Las confesiones del Maestro Ciruela
Un bochorno

Yo era un joven recién recibido y pensaba que iba a ser un profesor distinto, no convencional. Me propuse enseñar la física con un anclaje práctico fuerte: daría clases sólo en el laboratorio y siempre tendría cautivados a mis estudiantes con experiencias didácticas asombrosas y estimulantes.

Uno de los primeros temas que enseñé en un tercero del secundario fue el principio de Arquímedes: la flotabilidad y la densidad de los cuerpos. En aquel laboratorio había, créalo o no, casi un litro de mercurio y yo no podía desaprovecharlo. Lo dispuse en un recipiente apropiado y empecé a jugar a los barquitos. Las caras de los jóvenes estaban ansiosas. Nunca habían visto tanto líquido metálico. Las ondas plomizas de la superficie crean una atmósfera fantasmal, pavorosa.

Ver flotar un barquito de papel o de madera no les causaba tanta impresión, pero los más afilados advirtieron que esos objetos -que siempre flotan en cualquier parte- no hollaban el mercurio y parecían apoyados en una superficie sólida.

Con las monedas ya fue diferente... esas cosas que siempre van al fondo en todos lados, en el mercurio flotaban cual pelotitas de ping-pong. Inútil era empujarlas hacia al fondo ya que retornaban porfiadamente a la superficie.

Los dejé con la boca abierta al zambullir pesas de bronce. Comencé por una de 50 gramos, luego una de 100. Ver flotar esos cuerpos macizos y pesados no podía menos que sorprenderlos. Quedaron pasmados cuando apoyé sobre la superficie del mercurio una pesa de hierro de kilo: se mantuvo a flote con suaves oscilaciones como asintiendo, resignada, a una ley ancestral. Las demostraciones iban acompañadas de explicaciones muy descriptivas y un recorrido ágil por una tabla de densidades que me había procurado oportunamente. Ahora debía romper la magia y hundir un objeto más denso que el mercurio, pero no hay muchos...
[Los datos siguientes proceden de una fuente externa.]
//! Placeholder substitution for prompt templates.
//!
//! Templates use `{name}` placeholders. `{{` and `}}` produce literal braces.
//! Every placeholder must resolve; a leftover `{name}` is an error, never
//! passed through to the model.

use std::collections::BTreeMap;
use std::sync::LazyLock;

use regex::Regex;

use crate::config::GenerationConfig;
use crate::error::{Result, SeoWriterError};

/// Variable holding the reduced summary of all fetched pages.
pub const COMBINED_SUMMARY_VAR: &str = "combined_content_summary";

/// Every variable name a prompt template may reference.
pub const KNOWN_VARIABLES: &[&str] = &[
    "language",
    "expertise_field",
    "keyphrase",
    "product_name",
    "product_description",
    "product_url",
    COMBINED_SUMMARY_VAR,
];

/// Matches escapes, placeholders, and stray braces, in that priority order.
static TOKEN_RE: LazyLock<Regex> =
    LazyLock::new(|| Regex::new(r"\{\{|\}\}|\{([^{}]*)\}|[{}]").unwrap());

static IDENT_RE: LazyLock<Regex> =
    LazyLock::new(|| Regex::new(r"^[A-Za-z_][A-Za-z0-9_]*$").unwrap());

/// Flat placeholder-name → value mapping applied to every prompt of a run.
#[derive(Debug, Clone, Default, PartialEq, Eq)]
pub struct TemplateContext {
    values: BTreeMap<String, String>,
}

impl TemplateContext {
    pub fn new() -> Self {
        Self::default()
    }

    /// Build the context for one generation run: the article parameters plus
    /// the combined summary.
    pub fn for_article(article: &GenerationConfig, combined_summary: &str) -> Self {
        let mut ctx = Self::new();
        ctx.insert("language", &article.language);
        ctx.insert("expertise_field", &article.expertise_field);
        ctx.insert("keyphrase", &article.keyphrase);
        ctx.insert("product_name", &article.product_name);
        ctx.insert("product_description", &article.product_description);
        ctx.insert("product_url", &article.product_url);
        ctx.insert(COMBINED_SUMMARY_VAR, combined_summary);
        ctx
    }

    pub fn insert(&mut self, name: impl Into<String>, value: impl Into<String>) {
        self.values.insert(name.into(), value.into());
    }

    pub fn get(&self, name: &str) -> Option<&str> {
        self.values.get(name).map(String::as_str)
    }
}

/// A lexical piece of a template.
enum Token<'a> {
    Literal(&'a str),
    Placeholder(&'a str),
}

/// Split a template into literal text and placeholder names.
fn tokenize(template: &str) -> Result<Vec<Token<'_>>> {
    let mut tokens = Vec::new();
    let mut last = 0;

    for caps in TOKEN_RE.captures_iter(template) {
        let Some(whole) = caps.get(0) else { continue };
        if whole.start() > last {
            tokens.push(Token::Literal(&template[last..whole.start()]));
        }
        last = whole.end();

        match whole.as_str() {
            "{{" => tokens.push(Token::Literal("{")),
            "}}" => tokens.push(Token::Literal("}")),
            "{" | "}" => {
                return Err(SeoWriterError::template(format!(
                    "unbalanced '{}' at byte {}",
                    whole.as_str(),
                    whole.start()
                )));
            }
            _ => {
                let name = caps.get(1).map(|m| m.as_str().trim()).unwrap_or_default();
                if !IDENT_RE.is_match(name) {
                    return Err(SeoWriterError::template(format!(
                        "malformed placeholder '{}'",
                        whole.as_str()
                    )));
                }
                tokens.push(Token::Placeholder(name));
            }
        }
    }

    if last < template.len() {
        tokens.push(Token::Literal(&template[last..]));
    }

    Ok(tokens)
}

/// List the placeholder names referenced by a template, in order of appearance.
pub fn placeholders(template: &str) -> Result<Vec<String>> {
    Ok(tokenize(template)?
        .into_iter()
        .filter_map(|t| match t {
            Token::Placeholder(name) => Some(name.to_string()),
            Token::Literal(_) => None,
        })
        .collect())
}

/// Substitute every placeholder in `template` from `ctx`.
pub fn render(template: &str, ctx: &TemplateContext) -> Result<String> {
    let mut out = String::with_capacity(template.len());

    for token in tokenize(template)? {
        match token {
            Token::Literal(text) => out.push_str(text),
            Token::Placeholder(name) => match ctx.get(name) {
                Some(value) => out.push_str(value),
                None => {
                    return Err(SeoWriterError::template(format!(
                        "unresolved placeholder '{{{name}}}'"
                    )));
                }
            },
        }
    }

    Ok(out)
}
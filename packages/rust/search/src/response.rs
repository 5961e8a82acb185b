//! SerpApi JSON response shape and ranking extraction.

use serde::Deserialize;
use tracing::debug;
use url::Url;

/// Error text SerpApi returns (with HTTP 200) when a query simply has no hits.
const NO_RESULTS_MARKER: &str = "hasn't returned any results";

#[derive(Debug, Deserialize)]
pub(crate) struct SearchResponse {
    #[serde(default)]
    pub organic_results: Vec<OrganicResult>,
    #[serde(default)]
    pub error: Option<String>,
}

#[derive(Debug, Deserialize)]
pub(crate) struct OrganicResult {
    #[serde(default)]
    pub link: Option<String>,
}

/// What a decoded response means for the search stage.
#[derive(Debug, PartialEq, Eq)]
pub(crate) enum Interpretation {
    /// Ranked result URLs, already truncated.
    Urls(Vec<Url>),
    /// The backend rejected the request (bad key, exhausted plan, bad params).
    Rejected(String),
}

impl SearchResponse {
    /// Keep provider rank order; skip entries without a usable link, then
    /// truncate to `max_results`.
    pub(crate) fn interpret(self, max_results: usize) -> Interpretation {
        if let Some(error) = self.error {
            if error.contains(NO_RESULTS_MARKER) {
                return Interpretation::Urls(Vec::new());
            }
            return Interpretation::Rejected(error);
        }

        let urls = self
            .organic_results
            .into_iter()
            .filter_map(|r| r.link)
            .filter_map(|link| match Url::parse(&link) {
                Ok(url) => Some(url),
                Err(e) => {
                    debug!(%link, error = %e, "skipping unparsable result link");
                    None
                }
            })
            .take(max_results)
            .collect();

        Interpretation::Urls(urls)
    }
}

#[cfg(test)]
mod tests {
    use super::*;

    fn parse(json: &str) -> SearchResponse {
        serde_json::from_str(json).expect("valid response json")
    }

    #[test]
    fn preserves_rank_order_and_truncates() {
        let resp = parse(
            r#"{"organic_results": [
                {"position": 1, "link": "https://a.example.com/"},
                {"position": 2, "link": "https://b.example.com/"},
                {"position": 3, "link": "https://c.example.com/"}
            ]}"#,
        );
        let Interpretation::Urls(urls) = resp.interpret(2) else {
            panic!("expected urls");
        };
        let hosts: Vec<_> = urls.iter().map(|u| u.host_str().unwrap()).collect();
        assert_eq!(hosts, vec!["a.example.com", "b.example.com"]);
    }

    #[test]
    fn missing_organic_results_is_empty() {
        assert_eq!(
            parse(r#"{"search_metadata": {}}"#).interpret(5),
            Interpretation::Urls(vec![])
        );
    }

    #[test]
    fn skips_entries_without_link() {
        let resp = parse(
            r#"{"organic_results": [{"title": "no link"}, {"link": "https://ok.example.com/"}]}"#,
        );
        let Interpretation::Urls(urls) = resp.interpret(5) else {
            panic!("expected urls");
        };
        assert_eq!(urls.len(), 1);
    }

    #[test]
    fn no_results_error_is_not_a_failure() {
        let resp = parse(r#"{"error": "Google hasn't returned any results for this query."}"#);
        assert_eq!(resp.interpret(5), Interpretation::Urls(vec![]));
    }

    #[test]
    fn other_error_is_rejection() {
        let resp = parse(r#"{"error": "Invalid API key."}"#);
        assert!(matches!(resp.interpret(5), Interpretation::Rejected(_)));
    }
}
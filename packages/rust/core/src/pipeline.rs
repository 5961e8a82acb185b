//! Article generation pipeline: search → fetch → summarize → reduce → steps.

use std::time::{Duration, Instant};

use chrono::{DateTime, Utc};
use tracing::{debug, info, instrument};

use seowriter_ai::{ChatSession, SendOptions};
use seowriter_crawler::Fetcher;
use seowriter_search::search_top_urls;
use seowriter_shared::{
    AppConfig, FetchConfig, GenerationConfig, PromptCatalog, PromptTemplate, ProviderConfig,
    Result, RunId, SearchConfig, SeoWriterError, TemplateContext, load_prompt_catalog, render,
};

use crate::progress::{MonotonicProgress, ProgressReporter, step_percent};
use crate::summarizer::{join_summaries, summarize};

// Progress checkpoints, in percent.
const SEARCH_DONE: f64 = 5.0;
const FETCH_DONE: f64 = 10.0;
const SUMMARIES_DONE: f64 = 15.0;
const COMBINED_DONE: f64 = 20.0;
const SESSION_READY: f64 = 22.0;

/// Everything one generation run needs, already loaded and validated.
#[derive(Debug, Clone)]
pub struct PipelineConfig {
    pub article: GenerationConfig,
    pub provider: ProviderConfig,
    pub search: SearchConfig,
    pub fetch: FetchConfig,
    /// Base delay for chat retry backoff.
    pub retry_delay: Duration,
    pub catalog: PromptCatalog,
}

impl PipelineConfig {
    /// Resolve runtime configs (and API keys) from the user config.
    pub fn from_app_config(config: &AppConfig) -> Result<Self> {
        Ok(Self {
            article: config.article.clone(),
            provider: config.provider_config()?,
            search: config.search_config()?,
            fetch: config.fetch_config()?,
            retry_delay: config.retry_delay(),
            catalog: load_prompt_catalog(config)?,
        })
    }
}

/// A finished article and its run metadata.
#[derive(Debug, Clone)]
pub struct Article {
    pub run_id: RunId,
    /// Included step replies, newline-joined. Markdown.
    pub text: String,
    /// Pages that contributed content, in search rank order.
    pub sources: Vec<String>,
    pub started_at: DateTime<Utc>,
    pub finished_at: DateTime<Utc>,
    /// Chat turns issued (summaries plus steps).
    pub chat_calls: usize,
}

/// Terminal state of a run.
#[derive(Debug, Clone, PartialEq, Eq)]
pub enum GenerationOutcome {
    Completed(String),
    Failed(String),
}

/// Drives one article through every stage.
pub struct ArticleGenerator {
    article: GenerationConfig,
    provider: ProviderConfig,
    search: SearchConfig,
    fetcher: Fetcher,
    retry_delay: Duration,
    template: PromptTemplate,
}

impl ArticleGenerator {
    /// Bind the generator to its config. Fails when the article type is not
    /// in the catalog or the fetch client cannot be built.
    pub fn new(config: PipelineConfig) -> Result<Self> {
        let template = config.catalog.get(&config.article.article_type)?.clone();
        let fetcher = Fetcher::new(config.fetch)?;

        Ok(Self {
            article: config.article,
            provider: config.provider,
            search: config.search,
            fetcher,
            retry_delay: config.retry_delay,
            template,
        })
    }

    /// Run the pipeline and fold the result into a terminal outcome.
    pub async fn run(&self, progress: &dyn ProgressReporter) -> GenerationOutcome {
        match self.generate(progress).await {
            Ok(article) => GenerationOutcome::Completed(article.text),
            Err(e) => {
                debug!(error = %e, "article generation failed");
                GenerationOutcome::Failed(e.to_string())
            }
        }
    }

    /// Run the pipeline, short-circuiting on the first failing stage.
    #[instrument(
        skip_all,
        fields(
            run_id = tracing::field::Empty,
            keyphrase = %self.article.keyphrase,
            article_type = %self.article.article_type,
            provider = %self.provider.kind,
        )
    )]
    pub async fn generate(&self, progress: &dyn ProgressReporter) -> Result<Article> {
        let run_id = RunId::new();
        tracing::Span::current().record("run_id", tracing::field::display(&run_id));

        let start = Instant::now();
        let started_at = Utc::now();
        let progress = MonotonicProgress::new(progress);
        let mut chat_calls = 0usize;

        info!(%run_id, "starting generation");

        // --- Phase 1: Search ---
        progress.phase("Searching");
        let urls = search_top_urls(&self.article.keyphrase, &self.search).await?;
        info!(count = urls.len(), "search complete");
        progress.progress(SEARCH_DONE, &format!("found {} results", urls.len()));

        // --- Phase 2: Fetch ---
        progress.phase("Fetching pages");
        let contents = self.fetcher.fetch_all(&urls).await?;
        progress.progress(FETCH_DONE, &format!("fetched {} of {} pages", contents.len(), urls.len()));

        // --- Phase 3: Summarize, then reduce ---
        progress.phase("Summarizing content");
        let total = contents.len();
        let mut summaries = Vec::with_capacity(total);
        for (i, content) in contents.iter().enumerate() {
            let summary = summarize(&content.text, &self.provider, self.retry_delay).await?;
            chat_calls += 1;
            summaries.push(summary);
            let percent = FETCH_DONE + (SUMMARIES_DONE - FETCH_DONE) * (i + 1) as f64 / total as f64;
            progress.progress(percent, content.url.as_str());
        }
        progress.progress(SUMMARIES_DONE, "pages summarized");

        let combined = summarize(&join_summaries(&summaries), &self.provider, self.retry_delay).await?;
        chat_calls += 1;
        progress.progress(COMBINED_DONE, "combined summary ready");

        // --- Phase 4: Open the generation session ---
        progress.phase("Generating article");
        let context = TemplateContext::for_article(&self.article, &combined);
        let system_prompt = render(&self.template.system_prompt, &context)?;
        let mut session = ChatSession::initialize(&system_prompt, &self.provider)?;
        progress.progress(SESSION_READY, "AI chat ready");

        // --- Phase 5: Steps ---
        let options = SendOptions::with_retry_delay(self.retry_delay);
        let steps = &self.template.steps;
        let mut sections = Vec::new();
        for (index, step) in steps.iter().enumerate() {
            let prompt = render(&step.prompt_template, &context)?;
            let reply = session
                .send(&prompt, &options)
                .await
                .map_err(|e| SeoWriterError::Step {
                    index,
                    message: e.to_string(),
                })?;
            chat_calls += 1;

            if step.include_in_output {
                sections.push(reply);
            }
            progress.progress(
                step_percent(SESSION_READY, index, steps.len()),
                &format!("step {}/{}", index + 1, steps.len()),
            );
        }

        // --- Phase 6: Assemble ---
        let text = sections.join("\n");
        let finished_at = Utc::now();

        info!(
            %run_id,
            chat_calls,
            sections = sections.len(),
            chars = text.len(),
            elapsed_ms = start.elapsed().as_millis() as u64,
            "generation complete"
        );
        progress.progress(100.0, "done");

        Ok(Article {
            run_id,
            text,
            sources: contents.iter().map(|c| c.url.to_string()).collect(),
            started_at,
            finished_at,
            chat_calls,
        })
    }
}
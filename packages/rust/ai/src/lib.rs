//! LLM chat sessions for SeoWriter.
//!
//! A [`ChatSession`] holds a conversation with either OpenAI or Claude and
//! retries transient failures with exponential backoff. The backend is
//! chosen once from [`ProviderConfig::kind`](seowriter_shared::ProviderConfig).

mod claude;
pub mod error;
pub mod message;
mod openai;
pub mod retry;
mod selector;
pub mod session;

pub use error::ChatError;
pub use message::{Message, Role};
pub use retry::{DEFAULT_RETRY_DELAY, backoff_delay};
pub use session::{ChatSession, SendOptions};

//! Chat failure taxonomy.
//!
//! Each backend maps its transport and HTTP failures into [`AttemptError`].
//! The session retries transient attempts and converts the final outcome
//! into a [`ChatError`], whose message names the provider.

use seowriter_shared::SeoWriterError;

/// Terminal failure of one `send` call.
#[derive(Debug, Clone, PartialEq, Eq, thiserror::Error)]
pub enum ChatError {
    #[error("max retries reached for rate limit ({provider})")]
    RateLimitExhausted { provider: &'static str },

    #[error("max retries reached for connection errors ({provider})")]
    ConnectionExhausted { provider: &'static str },

    #[error("max retries reached for API error, check your {provider} API key and parameters")]
    ApiErrorExhausted { provider: &'static str },

    #[error("unexpected error from {provider}: {message}")]
    Unexpected {
        provider: &'static str,
        message: String,
    },
}

impl From<ChatError> for SeoWriterError {
    fn from(err: ChatError) -> Self {
        SeoWriterError::Chat(err.to_string())
    }
}

/// Classification of a single failed request.
#[derive(Debug, Clone, PartialEq, Eq)]
pub(crate) enum AttemptError {
    /// HTTP 429.
    RateLimited,
    /// The request never got a response (connect failure, timeout, reset).
    Connection(String),
    /// Any other non-success status.
    Api { status: u16 },
    /// A success response we could not use, or a request we could not build.
    Unexpected(String),
}

impl AttemptError {
    /// Whether waiting and trying again can help.
    pub(crate) fn is_transient(&self) -> bool {
        !matches!(self, Self::Unexpected(_))
    }

    /// Final error once the attempt budget is spent on this class of failure.
    pub(crate) fn into_chat_error(self, provider: &'static str) -> ChatError {
        match self {
            Self::RateLimited => ChatError::RateLimitExhausted { provider },
            Self::Connection(_) => ChatError::ConnectionExhausted { provider },
            Self::Api { .. } => ChatError::ApiErrorExhausted { provider },
            Self::Unexpected(message) => ChatError::Unexpected { provider, message },
        }
    }

    /// Map a transport-level reqwest failure.
    pub(crate) fn from_transport(e: reqwest::Error) -> Self {
        if e.is_builder() {
            Self::Unexpected(format!("request could not be built: {e}"))
        } else {
            Self::Connection(e.to_string())
        }
    }

    /// Map a non-success HTTP status.
    pub(crate) fn from_status(status: reqwest::StatusCode) -> Self {
        if status == reqwest::StatusCode::TOO_MANY_REQUESTS {
            Self::RateLimited
        } else {
            Self::Api {
                status: status.as_u16(),
            }
        }
    }
}

impl std::fmt::Display for AttemptError {
    fn fmt(&self, f: &mut std::fmt::Formatter<'_>) -> std::fmt::Result {
        match self {
            Self::RateLimited => f.write_str("rate limited"),
            Self::Connection(e) => write!(f, "connection error: {e}"),
            Self::Api { status } => write!(f, "API error (HTTP {status})"),
            Self::Unexpected(e) => write!(f, "unexpected: {e}"),
        }
    }
}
-¿Alguien tiene un objeto de oro?

-Yo, Profe -dijo una tierna muchachita que ya me había confesado que estudiaría Física porque era lo más maravilloso del universo. -El anillo que me regaló mi papá.

-Se lo voy a cuidar. No tema.

Tomé su anillo y antes de soltarlo sobre el mercurio lo mostré a todo el curso con un ademán de suficiencia y seguridad. Dejé caer la reluciente alhaja cerca de la superficie, y el anillo se hundió. Directo para el fondo.

Supongo que muchos de mis lectores saben cómo sigue la historia. Porque es bastante conocido que el mercurio disuelve el oro, que desaparece cual cucharada de azúcar en agua tibia. Pero yo no lo sabía. El invaluable anillo de la niña ya no estaba en el recipiente y jamás volvería a estar. El bochorno fue mayúsculo. Inútilmente busqué y rebusqué por el fondo, colé el mercurio, vacié mis bolsillos y juré y perjuré que no había broma ni truco ¡ni hurto! El anillo de oro de mi tierna alumna, el regalo de su amoroso padre, había desaparecido para siempre y yo era el único responsable. Hubiera querido que la Tierra me tragara pero ahí estaba yo, tirado en una silla, con la mirada perdida en el infinito, esperando en vano una explicación.